Framing a machine learning challenge as a business problem
It's only hard if you use the wrong mental model
Someone recently directed me to a post in LinkedIn where the author said,
The hardest thing about Machine Learning is NOT about training models or the math behind the algorithms! In fact, that might the easiest thing and interestingly enough, that is the only thing that is taught in school or in textbooks.
One of the most difficult pieces is first to be able to frame a business problem as a machine learning solution. (…)
I didn’t ask, but it’s possible that the person who brought the post to my attention expected me to agree with this statement. This is because framing the business problem is a big part of my job, and it would be nice to be able to advertise it as being a very difficult task :-).
But in reality, I had a different take:
Take a look at these descriptions of machine learning problems one can find in data science books and online challenges:
Extract skill requirements from job posting data.
Predict future friendships from social network data.
Compute travel probabilities using graph theory techniques.
Track disease outbreaks using a cluster algorithm.
Assess online ad clicks for significance.
These, of course, are not good descriptions of business problems. These are challenges that have been conveniently framed to reflect what machine learning does best: find underlying patterns that may be difficult to identify by inspecting the data manually.
And because this is how machine learning challenges are typically presented to students and PhD candidates, many find it difficult to reframe their problems in business terms.
But this is a barrier that a bit of deliberate practice can solve. What is missing here is a link between the machine learning challenge you’re describing and a business solution that can produce a concrete business gain, such as maximize revenue yield or reduce the time to decide and the cost of decisions.
Finding the business purpose for a predictive model
With any predictive model, the business purpose needs to come first, explaining not only what you hope to predict, but also why.
Assess online ad clicks for significance is a bad description for a machine learning project because it doesn’t explain why.
Imagine that you’re working for a retailer using online ads to attract customers. The businesss is interested in increasing revenue and profitability. An executive heards that machine learning models are helping competitors achieve this goal, and hires a data scientist to start building some models.
Someone — either the data scientist or a savvy business analyst — has to make a connection between the large picture (increase revenue and profitability) and the contributions to operational decisions that a machine learning solution can provide.
During this process, a series of use cases may be identified:
Determine the cross-sell offer with the highest likelihood to convert so that the best offer can be displayed to each customer during checkout.
Identify customers who are ready to make a purchase in a specific product category within the next few days so that the marketing department can react accordingly (send them an email offer, display the appropriate ad).
Distinguish customers who will only make a purchase if given a discount vs. others who will buy at full price so that only the former are given a discount to protect profitability.
Calculate the likelihood of a paid ad improving the loyalty of an existing customer, measured by their willingness to buy other, more profitable, products so that the company only pays for ads that help the bottom line.

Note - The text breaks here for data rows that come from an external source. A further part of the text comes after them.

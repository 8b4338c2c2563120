//! Crate error type.
//!
//! Not-found conditions (removal, traversal start) are reported through
//! `Option` or empty results and never reach this enum.

use std::collections::TryReserveError;

use thiserror::Error;

use crate::registry::Pos;

#[derive(Error, Debug)]
pub enum AntennaError {
    #[error("could not reserve storage for a new record: {0}")]
    Allocation(#[from] TryReserveError),

    #[error("IO error: {0}")]
    Io(#[from] std::io::Error),

    #[error("position {0} is already occupied")]
    Occupied(Pos),

    #[error("position {0} lies outside the grid")]
    OutOfBounds(Pos),

    #[error("position {0} is a nefasto point for this frequency")]
    Harmful(Pos),

    #[error("position {0} would interfere with an aligned pair of this frequency")]
    Interference(Pos),

    #[error("byte {0:#04x} is not a valid antenna frequency")]
    InvalidFrequency(u8),

    #[error("no antenna at {0}")]
    Missing(Pos),

    #[error("no antenna type '{0}' registered")]
    UnknownType(char),

    #[error("antenna at {pos} has frequency '{found}', type expects '{expected}'")]
    FrequencyMismatch {
        pos: Pos,
        expected: char,
        found: char,
    },

    #[error("dump ends with a partial record ({trailing} trailing bytes)")]
    TruncatedDump { trailing: usize },
}

pub type Result<T> = std::result::Result<T, AntennaError>;
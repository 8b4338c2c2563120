//! Owning antenna registry with a fixed ordering policy and a position index.
//!
//! Invariants:
//! - No two antennas share a position.
//! - The ordering chosen at construction holds after every insert/remove.
//! - `index[pos]` is the slot of the antenna at `pos` for every stored antenna.

use std::collections::HashMap;

use crate::error::{AntennaError, Result};

use super::types::{Antenna, Bounds, Frequency, Pos};

/// How `insert` places a new antenna.
#[derive(Clone, Copy, Debug, Default, PartialEq, Eq)]
pub enum RegistryOrder {
    /// Ascending `(x, y)`.
    #[default]
    Sorted,
    /// Insertion order.
    Append,
    /// Newest first.
    Prepend,
}

#[derive(Clone, Debug, Default)]
pub struct Registry {
    order: RegistryOrder,
    antennas: Vec<Antenna>,
    index: HashMap<Pos, usize>,
}

impl Registry {
    pub fn new(order: RegistryOrder) -> Self {
        Self {
            order,
            antennas: Vec::new(),
            index: HashMap::new(),
        }
    }
    #[inline]
    pub fn sorted() -> Self {
        Self::new(RegistryOrder::Sorted)
    }
    #[inline]
    pub fn appending() -> Self {
        Self::new(RegistryOrder::Append)
    }
    #[inline]
    pub fn order(&self) -> RegistryOrder {
        self.order
    }
    #[inline]
    pub fn len(&self) -> usize {
        self.antennas.len()
    }
    #[inline]
    pub fn is_empty(&self) -> bool {
        self.antennas.is_empty()
    }
    #[inline]
    pub fn iter(&self) -> std::slice::Iter<'_, Antenna> {
        self.antennas.iter()
    }
    #[inline]
    pub fn as_slice(&self) -> &[Antenna] {
        &self.antennas
    }

    /// Insert according to the registry's ordering policy.
    ///
    /// Fails with `Occupied` when the position is taken and with `Allocation`
    /// when storage cannot grow; the registry is unchanged on failure.
    pub fn insert(&mut self, antenna: Antenna) -> Result<()> {
        if self.index.contains_key(&antenna.pos) {
            return Err(AntennaError::Occupied(antenna.pos));
        }
        self.antennas.try_reserve(1)?;
        self.index.try_reserve(1)?;
        let slot = match self.order {
            RegistryOrder::Sorted => self.sorted_slot(antenna.pos),
            RegistryOrder::Append => self.antennas.len(),
            RegistryOrder::Prepend => 0,
        };
        self.antennas.insert(slot, antenna);
        self.reindex_from(slot);
        Ok(())
    }

    /// Convenience for `insert(Antenna::new(frequency, x, y))`.
    pub fn insert_new(&mut self, frequency: Frequency, x: i32, y: i32) -> Result<()> {
        self.insert(Antenna::new(frequency, x, y))
    }

    /// Remove and return the antenna at `(x, y)`; `None` leaves the registry untouched.
    ///
    /// Adjacency entries in other antennas that pointed at the removed
    /// position are dropped as well.
    pub fn remove(&mut self, x: i32, y: i32) -> Option<Antenna> {
        let pos = Pos::new(x, y);
        let slot = self.index.remove(&pos)?;
        let removed = self.antennas.remove(slot);
        self.reindex_from(slot);
        for &peer in removed.adjacency() {
            if let Some(&i) = self.index.get(&peer) {
                self.antennas[i].remove_adjacent(pos);
            }
        }
        tracing::trace!(%pos, "antenna removed");
        Some(removed)
    }

    #[inline]
    pub fn find(&self, x: i32, y: i32) -> Option<&Antenna> {
        self.get(Pos::new(x, y))
    }

    #[inline]
    pub fn get(&self, pos: Pos) -> Option<&Antenna> {
        self.index.get(&pos).map(|&i| &self.antennas[i])
    }

    #[inline]
    pub fn contains(&self, pos: Pos) -> bool {
        self.index.contains_key(&pos)
    }

    #[inline]
    pub(crate) fn get_mut(&mut self, pos: Pos) -> Option<&mut Antenna> {
        let i = *self.index.get(&pos)?;
        Some(&mut self.antennas[i])
    }

    pub(crate) fn antennas_mut(&mut self) -> &mut [Antenna] {
        &mut self.antennas
    }

    /// Distinct frequencies in order of first appearance.
    pub fn frequencies(&self) -> Vec<Frequency> {
        let mut out: Vec<Frequency> = Vec::new();
        for a in &self.antennas {
            if !out.contains(&a.frequency) {
                out.push(a.frequency);
            }
        }
        out
    }

    /// Smallest bounds holding every antenna with a non-negative position.
    ///
    /// Saturates at `i32::MAX`; an antenna on the last representable row or
    /// column is left outside.
    pub fn extent(&self) -> Bounds {
        self.antennas.iter().fold(Bounds::new(0, 0), |b, a| {
            Bounds::new(
                b.max_x.max(a.pos.x.saturating_add(1)),
                b.max_y.max(a.pos.y.saturating_add(1)),
            )
        })
    }

    pub fn clear(&mut self) {
        self.antennas.clear();
        self.index.clear();
    }

    /// First slot whose position is greater than `pos` (ties impossible by uniqueness).
    fn sorted_slot(&self, pos: Pos) -> usize {
        self.antennas.partition_point(|a| a.pos < pos)
    }

    fn reindex_from(&mut self, slot: usize) {
        for (i, a) in self.antennas.iter().enumerate().skip(slot) {
            self.index.insert(a.pos, i);
        }
    }
}

impl<'a> IntoIterator for &'a Registry {
    type Item = &'a Antenna;
    type IntoIter = std::slice::Iter<'a, Antenna>;

    fn into_iter(self) -> Self::IntoIter {
        self.antennas.iter()
    }
}
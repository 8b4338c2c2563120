//! Nefasto (harmful interference) points.
//!
//! Purpose
//! - For every ordered pair of distinct same-frequency antennas A, B with
//!   delta d = B − A, project the two points A − d and B + d.
//! - Expose both retention policies explicitly: unbounded (sorted, duplicates
//!   kept) and bounded (clipped to the grid, each point once).
//!
//! Also here: point queries and guarded placement (`query.rs`) and the map
//! renderer that marks nefasto cells with `#` (`render.rs`).

mod derive;
mod query;
mod render;

pub use derive::{derive, pair_points, NefastoPoints, NefastoPolicy};
pub use query::{
    interference_points, is_interference_position, is_nefasto_position, place_checked,
};
pub use render::{render_map, NEFASTO_GLYPH};
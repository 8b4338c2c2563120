//! Partition of a registry by frequency ("antenna types").
//!
//! Groups hold positions, not antennas; the registry stays the only owner.
//! Invariants: a frequency appears in at most one group, and every member of
//! a group has that group's frequency.

use crate::error::{AntennaError, Result};

use super::ordered::Registry;
use super::types::{Frequency, Pos};

#[derive(Clone, Debug, PartialEq, Eq)]
pub struct FrequencyGroup {
    pub frequency: Frequency,
    pub members: Vec<Pos>,
}

/// Groups in order of first appearance.
#[derive(Clone, Debug, Default, PartialEq, Eq)]
pub struct FrequencyGroups {
    groups: Vec<FrequencyGroup>,
}

impl FrequencyGroups {
    /// One group per frequency, members in registry order.
    pub fn from_registry(reg: &Registry) -> Self {
        let mut out = Self::default();
        for a in reg {
            match out.groups.iter_mut().find(|g| g.frequency == a.frequency) {
                Some(g) => g.members.push(a.pos),
                None => out.groups.push(FrequencyGroup {
                    frequency: a.frequency,
                    members: vec![a.pos],
                }),
            }
        }
        out
    }

    /// Register an empty type; no-op if it exists. Returns whether it was added.
    pub fn add_type(&mut self, frequency: Frequency) -> bool {
        if self.find(frequency).is_some() {
            return false;
        }
        self.groups.push(FrequencyGroup {
            frequency,
            members: Vec::new(),
        });
        true
    }

    /// Append the antenna at `pos` to its type.
    ///
    /// The type must already exist and the antenna must be present in `reg`
    /// with a matching frequency.
    pub fn insert_into_type(
        &mut self,
        reg: &Registry,
        frequency: Frequency,
        pos: Pos,
    ) -> Result<()> {
        let found = reg
            .get(pos)
            .map(|a| a.frequency)
            .ok_or(AntennaError::Missing(pos))?;
        if found != frequency {
            return Err(AntennaError::FrequencyMismatch {
                pos,
                expected: frequency.as_char(),
                found: found.as_char(),
            });
        }
        let group = self
            .groups
            .iter_mut()
            .find(|g| g.frequency == frequency)
            .ok_or(AntennaError::UnknownType(frequency.as_char()))?;
        if !group.members.contains(&pos) {
            group.members.try_reserve(1)?;
            group.members.push(pos);
        }
        Ok(())
    }

    pub fn find(&self, frequency: Frequency) -> Option<&FrequencyGroup> {
        self.groups.iter().find(|g| g.frequency == frequency)
    }

    #[inline]
    pub fn len(&self) -> usize {
        self.groups.len()
    }
    #[inline]
    pub fn is_empty(&self) -> bool {
        self.groups.is_empty()
    }
    #[inline]
    pub fn iter(&self) -> std::slice::Iter<'_, FrequencyGroup> {
        self.groups.iter()
    }
}

impl<'a> IntoIterator for &'a FrequencyGroups {
    type Item = &'a FrequencyGroup;
    type IntoIter = std::slice::Iter<'a, FrequencyGroup>;

    fn into_iter(self) -> Self::IntoIter {
        self.groups.iter()
    }
}
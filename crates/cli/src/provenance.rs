use anyhow::{Context, Result};
use serde_json::{json, Value};
use std::ffi::OsString;
use std::fs;
use std::panic::Location;
use std::path::{Path, PathBuf};
use std::process::Command;

/// What produced an artifact: the command's parameters and the files it read.
pub struct Payload {
    pub params: Value,
    pub inputs: Vec<PathBuf>,
}

impl Payload {
    pub fn new(params: Value) -> Self {
        Self {
            params,
            inputs: Vec::new(),
        }
    }

    pub fn with_input<P: AsRef<Path>>(mut self, input: P) -> Self {
        self.inputs.push(input.as_ref().to_path_buf());
        self
    }
}

/// Write `<artifact>.provenance.json` next to a written map, dump or table.
///
/// Records the code revision, library version, callsite, params, inputs and
/// the artifact path.
#[track_caller]
pub fn write_sidecar<P: AsRef<Path>>(artifact: P, payload: Payload) -> Result<PathBuf> {
    let artifact = artifact.as_ref();
    let sidecar = sidecar_path(artifact);
    if let Some(parent) = sidecar.parent() {
        if !parent.as_os_str().is_empty() {
            fs::create_dir_all(parent)
                .with_context(|| format!("creating provenance dir {}", parent.display()))?;
        }
    }

    let callsite = Location::caller();
    let inputs: Vec<String> = payload
        .inputs
        .iter()
        .map(|p| p.to_string_lossy().into_owned())
        .collect();
    let doc = json!({
        "code_rev": code_rev(),
        "nefasto_version": nefasto::VERSION,
        "callsite": {
            "file": callsite.file(),
            "line": callsite.line()
        },
        "params": payload.params,
        "inputs": inputs,
        "outputs": [artifact.to_string_lossy()]
    });
    fs::write(&sidecar, serde_json::to_vec_pretty(&doc)?)
        .with_context(|| format!("writing {}", sidecar.display()))?;
    tracing::debug!(sidecar = %sidecar.display(), "provenance written");
    Ok(sidecar)
}

fn sidecar_path(artifact: &Path) -> PathBuf {
    let mut name = artifact
        .file_stem()
        .map(|s| s.to_os_string())
        .unwrap_or_else(|| OsString::from("artifact"));
    name.push(".provenance.json");
    artifact.with_file_name(name)
}

/// Build-time `GIT_COMMIT`, then runtime `GIT_COMMIT`, then `git rev-parse HEAD`.
pub fn code_rev() -> String {
    let from_env = option_env!("GIT_COMMIT")
        .map(str::to_string)
        .or_else(|| std::env::var("GIT_COMMIT").ok())
        .filter(|s| !s.is_empty());
    if let Some(rev) = from_env {
        return rev;
    }
    Command::new("git")
        .args(["rev-parse", "HEAD"])
        .output()
        .ok()
        .filter(|out| out.status.success())
        .and_then(|out| String::from_utf8(out.stdout).ok())
        .map(|s| s.trim().to_string())
        .unwrap_or_else(|| "unknown".to_string())
}
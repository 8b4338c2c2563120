//! Tabular export of antennas and nefasto points through polars.

use anyhow::{bail, Context, Result};
use nefasto::api::NefastoPoints;
use nefasto::Registry;
use polars::prelude::*;
use std::fs::File;
use std::path::Path;

#[derive(Clone, Copy, Debug, PartialEq, Eq)]
pub enum TableFormat {
    Csv,
    Parquet,
}

impl TableFormat {
    pub fn from_path(path: &Path) -> Result<Self> {
        match path.extension().and_then(|e| e.to_str()) {
            Some("csv") => Ok(Self::Csv),
            Some("parquet") => Ok(Self::Parquet),
            other => bail!("unsupported table extension {:?} (use .csv or .parquet)", other),
        }
    }
}

/// One row per antenna (`kind = "antenna"`) followed by one per nefasto
/// point (`kind = "nefasto"`, no frequency).
pub fn table(reg: &Registry, points: &NefastoPoints) -> PolarsResult<DataFrame> {
    let n = reg.len() + points.len();
    let mut kind: Vec<&str> = Vec::with_capacity(n);
    let mut frequency: Vec<Option<String>> = Vec::with_capacity(n);
    let mut xs: Vec<i32> = Vec::with_capacity(n);
    let mut ys: Vec<i32> = Vec::with_capacity(n);
    for a in reg.iter() {
        kind.push("antenna");
        frequency.push(Some(a.frequency.to_string()));
        xs.push(a.pos.x);
        ys.push(a.pos.y);
    }
    for p in points.iter() {
        kind.push("nefasto");
        frequency.push(None);
        xs.push(p.x);
        ys.push(p.y);
    }
    df!(
        "kind" => kind,
        "frequency" => frequency,
        "x" => xs,
        "y" => ys
    )
}

pub fn write_table(df: &mut DataFrame, out: &Path) -> Result<TableFormat> {
    let format = TableFormat::from_path(out)?;
    if let Some(parent) = out.parent() {
        if !parent.as_os_str().is_empty() {
            std::fs::create_dir_all(parent)?;
        }
    }
    let mut file = File::create(out).with_context(|| format!("creating {}", out.display()))?;
    match format {
        TableFormat::Csv => CsvWriter::new(&mut file).finish(df)?,
        TableFormat::Parquet => {
            ParquetWriter::new(&mut file).finish(df)?;
        }
    }
    tracing::info!(rows = df.height(), path = %out.display(), ?format, "table written");
    Ok(format)
}

#[cfg(test)]
mod tests {
    use super::*;
    use nefasto::api::{derive, Bounds, NefastoPolicy};
    use nefasto::Frequency;
    use tempfile::tempdir;

    fn pair() -> Registry {
        let mut reg = Registry::sorted();
        let a = Frequency::try_from('a').unwrap();
        reg.insert_new(a, 3, 4).unwrap();
        reg.insert_new(a, 5, 5).unwrap();
        reg
    }

    #[test]
    fn table_has_antennas_then_points() {
        let reg = pair();
        let points = derive(&reg, NefastoPolicy::Bounded(Bounds::new(10, 10)));
        let df = table(&reg, &points).unwrap();
        assert_eq!(df.shape(), (4, 4));
        assert_eq!(df.column("frequency").unwrap().null_count(), 2);
    }

    #[test]
    fn writes_csv_and_parquet() {
        let dir = tempdir().unwrap();
        let reg = pair();
        let points = derive(&reg, NefastoPolicy::Unbounded);
        let mut df = table(&reg, &points).unwrap();

        let csv = dir.path().join("out/antennas.csv");
        assert_eq!(write_table(&mut df, &csv).unwrap(), TableFormat::Csv);
        let text = std::fs::read_to_string(&csv).unwrap();
        assert_eq!(text.lines().next(), Some("kind,frequency,x,y"));
        assert_eq!(text.lines().nth(1), Some("antenna,a,3,4"));
        assert_eq!(text.lines().count(), 5);
        let back = LazyCsvReader::new(&csv)
            .with_infer_schema_length(Some(100))
            .finish()
            .unwrap()
            .collect()
            .unwrap();
        assert_eq!(back.shape(), (4, 4));

        let pq = dir.path().join("antennas.parquet");
        assert_eq!(write_table(&mut df, &pq).unwrap(), TableFormat::Parquet);
        assert!(std::fs::metadata(&pq).unwrap().len() > 0);
    }

    #[test]
    fn unknown_extension_is_rejected() {
        assert!(TableFormat::from_path(Path::new("x.json")).is_err());
        assert!(TableFormat::from_path(Path::new("noext")).is_err());
    }
}
//! Criterion benchmarks for adjacency construction and traversal.
//! Few frequencies on purpose: groups are complete graphs, so edge count
//! grows quadratically with group size.

use criterion::{criterion_group, criterion_main, BatchSize, BenchmarkId, Criterion};
use nefasto::graph::{bfs, connect_same_frequency, dfs};
use nefasto::registry::rand::{random_registry, RandomLayoutCfg};
use nefasto::registry::Bounds;

fn bench_graph(c: &mut Criterion) {
    let mut group = c.benchmark_group("graph");
    for &n in &[16usize, 64, 256] {
        let cfg = RandomLayoutCfg {
            bounds: Bounds::new(64, 64),
            antennas: n,
            frequencies: 2,
            ..RandomLayoutCfg::default()
        };
        group.bench_with_input(BenchmarkId::new("connect", n), &n, |b, _| {
            b.iter_batched(
                || random_registry(cfg, 44),
                |mut reg| connect_same_frequency(&mut reg),
                BatchSize::SmallInput,
            )
        });

        let mut reg = random_registry(cfg, 45);
        connect_same_frequency(&mut reg);
        let Some(start) = reg.iter().next().map(|a| a.pos) else {
            continue;
        };
        group.bench_with_input(BenchmarkId::new("dfs", n), &reg, |b, reg| {
            b.iter(|| dfs(reg, start, cfg.bounds).len())
        });
        group.bench_with_input(BenchmarkId::new("bfs", n), &reg, |b, reg| {
            b.iter(|| bfs(reg, start, cfg.bounds).len())
        });
    }
    group.finish();
}

criterion_group!(benches, bench_graph);
criterion_main!(benches);
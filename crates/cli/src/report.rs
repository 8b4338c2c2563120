//! Console tables and JSON rows for the command outputs.

use nefasto::api::{NefastoPoints, Traversal};
use nefasto::{Pos, Registry};
use serde::Serialize;
use std::fmt::Write as _;

#[derive(Debug, Serialize, PartialEq, Eq)]
pub struct AntennaRow {
    pub frequency: char,
    pub x: i32,
    pub y: i32,
    pub adjacent: usize,
}

#[derive(Debug, Serialize, PartialEq, Eq)]
pub struct PointRow {
    pub x: i32,
    pub y: i32,
}

#[derive(Debug, Serialize, PartialEq, Eq)]
pub struct VisitRow {
    pub step: usize,
    pub frequency: char,
    pub x: i32,
    pub y: i32,
}

pub fn antenna_rows(reg: &Registry) -> Vec<AntennaRow> {
    reg.iter()
        .map(|a| AntennaRow {
            frequency: a.frequency.as_char(),
            x: a.pos.x,
            y: a.pos.y,
            adjacent: a.adjacency().len(),
        })
        .collect()
}

pub fn point_rows(points: &NefastoPoints) -> Vec<PointRow> {
    points.iter().map(|p| PointRow { x: p.x, y: p.y }).collect()
}

pub fn visit_rows(t: &Traversal<'_>) -> Vec<VisitRow> {
    t.iter()
        .enumerate()
        .map(|(step, v)| VisitRow {
            step,
            frequency: v.antenna.frequency.as_char(),
            x: v.pos.x,
            y: v.pos.y,
        })
        .collect()
}

pub fn antenna_table(reg: &Registry) -> String {
    if reg.is_empty() {
        return "no antennas\n".to_string();
    }
    let mut out = String::from("freq |    x |    y | adj\n-----+------+------+----\n");
    for row in antenna_rows(reg) {
        let _ = writeln!(
            out,
            "{:>4} | {:>4} | {:>4} | {:>3}",
            row.frequency, row.x, row.y, row.adjacent
        );
    }
    out
}

pub fn point_table(points: &NefastoPoints) -> String {
    if points.is_empty() {
        return "no nefasto points\n".to_string();
    }
    let mut out = String::from("   x |    y\n-----+-----\n");
    for p in points.iter() {
        let _ = writeln!(out, "{:>4} | {:>4}", p.x, p.y);
    }
    out
}

pub fn visit_table(t: &Traversal<'_>) -> String {
    let mut out = String::new();
    for row in visit_rows(t) {
        let _ = writeln!(
            out,
            "{:>3}. {} ({}, {})",
            row.step, row.frequency, row.x, row.y
        );
    }
    out
}

pub fn path_line(path: &[Pos]) -> String {
    path.iter()
        .map(|p| p.to_string())
        .collect::<Vec<_>>()
        .join(" -> ")
}
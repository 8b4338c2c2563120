//! Seeded random antenna layouts for benches and property tests.
//!
//! Positions are drawn without replacement from the cells of `bounds`, so the
//! uniqueness invariant holds by construction. Frequencies are drawn from the
//! first `frequencies` upper-case letters.

use rand::rngs::StdRng;
use rand::{seq::index, Rng, SeedableRng};

use super::ordered::{Registry, RegistryOrder};
use super::types::{Antenna, Bounds, Frequency};

#[derive(Clone, Copy, Debug)]
pub struct RandomLayoutCfg {
    pub bounds: Bounds,
    /// Requested antenna count; clamped to the number of cells.
    pub antennas: usize,
    /// Number of distinct letters in use, clamped to `1..=26`.
    pub frequencies: u8,
    pub order: RegistryOrder,
}

impl Default for RandomLayoutCfg {
    fn default() -> Self {
        Self {
            bounds: Bounds::new(12, 12),
            antennas: 16,
            frequencies: 3,
            order: RegistryOrder::Sorted,
        }
    }
}

/// Draw a layout. The same `(cfg, seed)` always yields the same registry.
pub fn random_registry(cfg: RandomLayoutCfg, seed: u64) -> Registry {
    let mut rng = StdRng::seed_from_u64(seed);
    let cells = cfg.bounds.cell_count();
    let n = cfg.antennas.min(cells);
    let letters = cfg.frequencies.clamp(1, 26);
    let mut reg = Registry::new(cfg.order);
    if n == 0 {
        return reg;
    }
    let width = cfg.bounds.max_y as usize;
    for cell in index::sample(&mut rng, cells, n) {
        let letter = b'A' + rng.gen_range(0..letters);
        let Some(f) = Frequency::from_ascii(letter) else {
            continue;
        };
        let (x, y) = ((cell / width) as i32, (cell % width) as i32);
        // Sampled cells are distinct, so insertion cannot collide.
        if reg.insert(Antenna::new(f, x, y)).is_err() {
            break;
        }
    }
    reg
}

This list could go on and on, all focused on models to support high-volume operational decisions that help increase conversion, loyalty, or profitability.
As part of a ranking process, the team would be looking at the benefits of each solution in terms of speed, efficiency gains, cost redutions, adaptability, learning-improvement loops, as well as the costs to build and maintain the required technologies.
It is possible this analysis will show that machine learning can help increase the precision, consistency, and agility of all these operational decisions while reducing the time to decide and the cost of the decision.
If so, the next step would be to try to quantify the return expected from each model. For example, an accurate model to predict which cross-sell offer will convert more at checkout time may have the potential to generate $2M a month, while a near-perfect classification of customers who need a discount to buy may only have the ability to bring in $500K a month.
Assuming the same effort to build both models, the cross-sell model could then be prioritized ahead of the “customers who need a discount to buy” model.
Formulating your problem as a machine learning problem
Most real-world machine learning problems are about finding patterns in data. But such problems are only worth solving if they can produce a concrete business gain. In practicae that typically means building a model that generates an output that automates, expedites, or improves an operational decision.
If you are given a machine learning challenge to work on, try adding the “so that…” part to your ML problem. If you can’t answer how your solution will increase the precision, consistency, or agility of a business decision, and/or reduce the time to decide and the cost of the decision, you probably don’t have a well-formulated business problem yet.